Złotoryjanie Michał Jokiel i Robert Kuriata postanowili uczcić 100. rocznicę odzyskania przez nasz kraj niepodległości w wyjątkowy sposób. Pojechali Grecji, aby pobiec w Maratonie Ateńskim.
- Do Aten jechałem przeziębiony, osłabiony i zniechęcony, ale komentarze i miłe słowa od znajomych na portalu społecznościowym dodały mi sił – wspomina złotoryjanin. - Pierwsze 10 kilometrów biegu to była prawdziwa walka, jakbym się na nowo uczył biegać. Nie było jeszcze tak gorąca, a ja już byłem cały mokry. Jeszcze nigdy czegoś takiego nie doświadczyłem. Mając na uwadze, informacje o trudnej trasie starałem się maksymalnie oszczędzać siły, bo zabawa w Atenach zaczyna się po 15. kilometrze. Minąłem punkt kontrolny na połówce z czasem ok. 1:28. Było więc dobrze, tak jak planowałem. Słońce już mocno dokuczało, było gorąco, na każdym punkcie brałem wodę, kilka łyków i reszta na głowę dla ochłody. W myślach powtarzałem sobie „Robson dawaj, jeszcze do 31 km, a potem ogień”. I tak zrobiłem. Jest 31. kilometr i zobaczyłem mocny zbieg. Jak się rozpędziłem, to już tak do mety dodaje nasz biegacz.
Po dotarciu do mety z czasem 2:57:19 okazało się, żer Robert jest trzeci jako Polak (115. miejsce w klasyfikacji generalnej i 7. w kategorii wiekowej). Jego kolega Michał Jokiel wybiegał złoty medal, jako najszybszy Polak.

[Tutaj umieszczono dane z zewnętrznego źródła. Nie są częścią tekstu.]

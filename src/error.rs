//! Session Error Types
//!
//! Every failure surfaced by the session layer is one of these variants.
//! Library-level errors are reclassified by [`crate::session::normalize`]
//! before they reach callers; anything the normalizer does not recognise is
//! passed through unchanged as [`SessionError::Connection`].

use std::path::PathBuf;

use thiserror::Error;

use crate::client::ClientError;
use crate::session::normalize::FailureCause;

/// Result type for session operations
pub type Result<T> = std::result::Result<T, SessionError>;

/// Session layer error types
#[derive(Error, Debug)]
pub enum SessionError {
    /// Missing or malformed connection environment
    #[error("Configuration error: {0}")]
    Configuration(String),

    /// Environment document exists but is not valid JSON
    #[error("Configuration error: cannot parse {path:?}: {source}")]
    EnvironmentParse {
        /// Document that failed to parse
        path: PathBuf,
        /// Parser error
        #[source]
        source: serde_json::Error,
    },

    /// Normalized credential or negotiation failure
    #[error("{cause}; {signature}")]
    Authentication {
        /// User-facing cause
        cause: FailureCause,
        /// Original library signature, for diagnostics
        signature: String,
    },

    /// Authentication path that is not implemented (anonymous login)
    #[error("Authentication for user '{0}' is not implemented")]
    UnsupportedAuth(String),

    /// Operation needs a live connection
    #[error("No active iRODS session")]
    NotConnected,

    /// ACL change named a user the server does not know
    #[error("ACL error: user unknown ({0})")]
    AclUnknownUser(String),

    /// ACL change with an unknown permission or path
    #[error("ACL error: permission {permission} or path {path} not known")]
    AclInvalidArgument {
        /// Requested permission
        permission: String,
        /// Target path
        path: String,
    },

    /// Auth file exists but cannot be decoded
    #[error("Auth file {path:?} is malformed: {reason}")]
    MalformedAuthFile {
        /// Auth file location
        path: PathBuf,
        /// Decoder complaint
        reason: String,
    },

    /// Unrecognised library failure, passed through unchanged
    #[error(transparent)]
    Connection(#[from] ClientError),

    /// IO error
    #[error("IO error on {path:?}: {source}")]
    Io {
        /// File involved
        path: PathBuf,
        /// Underlying error
        #[source]
        source: std::io::Error,
    },
}

/// Error classification for callers deciding how to react
#[derive(Debug, Clone, Copy, PartialEq, Eq, Hash)]
pub enum ErrorKind {
    /// Broken or missing configuration
    Configuration,
    /// Credentials or negotiation rejected
    Authentication,
    /// Unsupported login path
    UnsupportedAuth,
    /// No live session
    NotConnected,
    /// ACL mutation rejected
    Acl,
    /// Cached credential problems
    Credential,
    /// Pass-through library failure
    Connection,
    /// Filesystem failure
    Io,
}

impl SessionError {
    /// Classify this error
    pub fn kind(&self) -> ErrorKind {
        match self {
            Self::Configuration(_) | Self::EnvironmentParse { .. } => ErrorKind::Configuration,
            Self::Authentication { .. } => ErrorKind::Authentication,
            Self::UnsupportedAuth(_) => ErrorKind::UnsupportedAuth,
            Self::NotConnected => ErrorKind::NotConnected,
            Self::AclUnknownUser(_) | Self::AclInvalidArgument { .. } => ErrorKind::Acl,
            Self::MalformedAuthFile { .. } => ErrorKind::Credential,
            Self::Connection(_) => ErrorKind::Connection,
            Self::Io { .. } => ErrorKind::Io,
        }
    }

    /// Normalized cause, for authentication errors
    pub fn cause(&self) -> Option<FailureCause> {
        match self {
            Self::Authentication { cause, .. } => Some(*cause),
            _ => None,
        }
    }

    pub(crate) fn io(path: impl Into<PathBuf>, source: std::io::Error) -> Self {
        Self::Io {
            path: path.into(),
            source,
        }
    }
}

Watro tutaj zaznaczyć, że Polska została w tym roku szczególnie wyróżniona przez organizatorów 36. Maratonu w Atenach. Dla uczczenia 100. rocznicy odzyskania niepodległości, trzy najszybsze Polki i trzech najszybszych Polaków na mecie, na Stadionie Marmurowym, otrzymało złote, srebrne i brązowe okolicznościowe medale.